How can I tell the difference between development and normal aging in humans?

Development refers to stage-based changes guided by genetic programs, for example the maturation of the nervous system and reproductive function through adolescence. Aging is gradual wear and tear over time, plus cumulative changes in tissues, and it does not typically follow the same predictable “life stage” sequence.

Do non-living things ever “grow,” and why is that not the same as growth in living things?

Some non-living systems can increase in size through accumulation, like crystals forming or snowballing. In living things, growth is tied to cell division, regulated metabolism, and the ability to maintain internal order using nutrients, plus it eventually leads to functional changes under development programs.

Is “development” only about dramatic transformations like tadpoles to frogs?

No. Development includes subtle shifts too, such as neurons becoming more specialized, teeth replacing from baby to adult sets, or in plants, the switch from leaf production to flowering, which involves changes in structure and function even if size changes are modest.

Why do some animals have a bigger change in body form during development, while others do not look that different?

It depends on the life cycle strategy. Animals with metamorphosis (like frogs) switch to a new lifestyle stage, so their body plan changes more. Animals that develop more directly after birth tend to differentiate and grow without a major “rebuild,” so appearance shifts are steadier rather than abrupt.

Can growth stop but development continue, or vice versa?

Yes. Growth in height may stop when the growth plates close, but development can still continue, such as further brain maturation and functional refinement of organs. Conversely, early growth spurts can slow while tissues still undergo specialization and functional tuning.

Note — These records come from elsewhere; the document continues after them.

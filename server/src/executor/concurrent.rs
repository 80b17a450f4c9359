//! Worker-pool batch executor.

use super::{execute_single, run_job, BatchExecutor, SubBatchHeuristic};
use crate::applier::OperationApplier;
use crate::backend::Backend;
use crate::error::{ReplError, Result};
use crate::metrics::ExecutorMetrics;
use crate::retry::RetryPolicy;
use async_trait::async_trait;
use oplog_engine::{Batch, BatchKind, NamespaceJob, ReplicationContext};
use std::sync::Arc;
use tokio::sync::Semaphore;
use tokio::task::JoinSet;

/// Runs the namespace jobs of a grouped batch in parallel.
///
/// Each job is cut into sub-batches sized by a [`SubBatchHeuristic`]; every
/// piece runs in its own transaction on a spawned task, at most `workers` at
/// a time. The batch completes when every piece has finished. Pieces of one
/// job hold disjoint document keys, so they never touch the same document.
#[derive(Clone)]
pub struct ConcurrentBatchExecutor {
    backend: Arc<dyn Backend>,
    applier: Arc<dyn OperationApplier>,
    metrics: Arc<ExecutorMetrics>,
    retry: RetryPolicy,
    heuristic: Arc<dyn SubBatchHeuristic>,
    permits: Arc<Semaphore>,
}

impl ConcurrentBatchExecutor {
    pub fn new(
        backend: Arc<dyn Backend>,
        applier: Arc<dyn OperationApplier>,
        heuristic: Arc<dyn SubBatchHeuristic>,
        workers: usize,
    ) -> Self {
        Self {
            backend,
            applier,
            metrics: Arc::new(ExecutorMetrics::new()),
            retry: RetryPolicy::default(),
            heuristic,
            permits: Arc::new(Semaphore::new(workers.max(1))),
        }
    }

    pub fn with_metrics(mut self, metrics: Arc<ExecutorMetrics>) -> Self {
        self.metrics = metrics;
        self
    }

    pub fn with_retry_policy(mut self, retry: RetryPolicy) -> Self {
        self.retry = retry;
        self
    }

    async fn execute_pieces(&self, pieces: Vec<NamespaceJob>, ctx: ReplicationContext) -> Result<()> {
        let mut tasks = JoinSet::new();
        for piece in pieces {
            let backend = Arc::clone(&self.backend);
            let metrics = Arc::clone(&self.metrics);
            let permits = Arc::clone(&self.permits);
            tasks.spawn(async move {
                let _permit = permits
                    .acquire_owned()
                    .await
                    .map_err(|e| ReplError::Task(e.to_string()))?;
                run_job(backend.as_ref(), &piece, &ctx, &metrics).await.map(|_| ())
            });
        }

        // a retry would re-run every piece under a reapplying context, so a
        // non-retryable failure must win over any rollback
        let mut failure: Option<ReplError> = None;
        while let Some(joined) = tasks.join_next().await {
            let result = joined.map_err(|e| ReplError::Task(e.to_string())).and_then(|r| r);
            if let Err(err) = result {
                match &failure {
                    Some(kept) if kept.is_retryable() && !err.is_retryable() => failure = Some(err),
                    Some(_) => {}
                    None => failure = Some(err),
                }
            }
        }

        match failure {
            Some(err) => Err(err),
            None => Ok(()),
        }
    }
}

#[async_trait]
impl BatchExecutor for ConcurrentBatchExecutor {
    async fn execute(&self, batch: &Batch, ctx: &ReplicationContext) -> Result<()> {
        match &batch.kind {
            BatchKind::SingleOp(op) => {
                tracing::debug!(batch_id = %batch.id, kind = op.kind_name(), "Executing single op batch");
                execute_single(self.backend.as_ref(), self.applier.as_ref(), op, ctx, &self.metrics)
                    .await?;
            }
            BatchKind::Grouped(grouped) => {
                let size = self.heuristic.sub_batch_size(&self.metrics).max(1);
                let pieces: Vec<NamespaceJob> = grouped
                    .jobs()
                    .into_iter()
                    .flat_map(|job| job.split(size))
                    .collect();
                let effects = grouped.effect_count();

                self.metrics
                    .record_grouped_batch(grouped.original_ops().len(), effects);
                self.metrics.record_sub_batches(pieces.len(), effects);
                tracing::debug!(
                    batch_id = %batch.id,
                    ops = grouped.original_ops().len(),
                    effects,
                    pieces = pieces.len(),
                    sub_batch_size = size,
                    "Executing grouped batch"
                );

                self.execute_pieces(pieces, *ctx).await?;
            }
        }
        tracing::debug!(batch_id = %batch.id, "Batch applied");
        Ok(())
    }

    fn retry_policy(&self) -> &RetryPolicy {
        &self.retry
    }

    fn metrics(&self) -> &ExecutorMetrics {
        &self.metrics
    }
}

What is the role of genes compared to environment in growth and development?

Genes provide the instructions for timing and potential outcomes, but environment influences how fully that potential is realized. For example, nutrient supply affects how much an organism can grow, and temperature or light conditions can strongly affect plant growth and flowering.

Does a plant “develop” if it mostly just keeps getting bigger leaves and stems?

Yes, because development includes cell specialization. As new leaves form, cells differentiate into types suited for photosynthesis, support, and transport, and later the plant switches developmental programs toward flowering and fruiting, which changes structure and function.

Why do cells not grow indefinitely, even if they have nutrients?

Cells face a surface-area-to-volume constraint, as well as constraints on internal transport and chemistry. When cells get too large, diffusion and exchange become too slow, so dividing is favored to keep cells small and functional.

How is muscle growth in adults different from growth during childhood?

In adults, muscle size often increases partly by hypertrophy (existing muscle cells get bigger), whereas during childhood and adolescence, growth commonly involves both increased cell number and enlargement. That means the “mechanism mix” differs even though the endpoint is larger muscles.

Is it possible for “development” to be abnormal, and what might it look like?

Yes. When genetic regulation or environmental conditions are disrupted, organisms can develop organs incorrectly or on an altered schedule, which can show up as missing structures, delayed or premature maturation, or functional problems. In animals, developmental defects can occur without matching the typical life-stage timeline.

What are practical ways to track living things without lab equipment?

You can track growth by measuring height, mass, leaf number, or time to stage changes (like first roots or first flower). To track development, look for qualitative milestones such as seed germination, leaf specialization, tooth replacement, or when an organism starts performing a new function, like breathing or feeding in a new diet.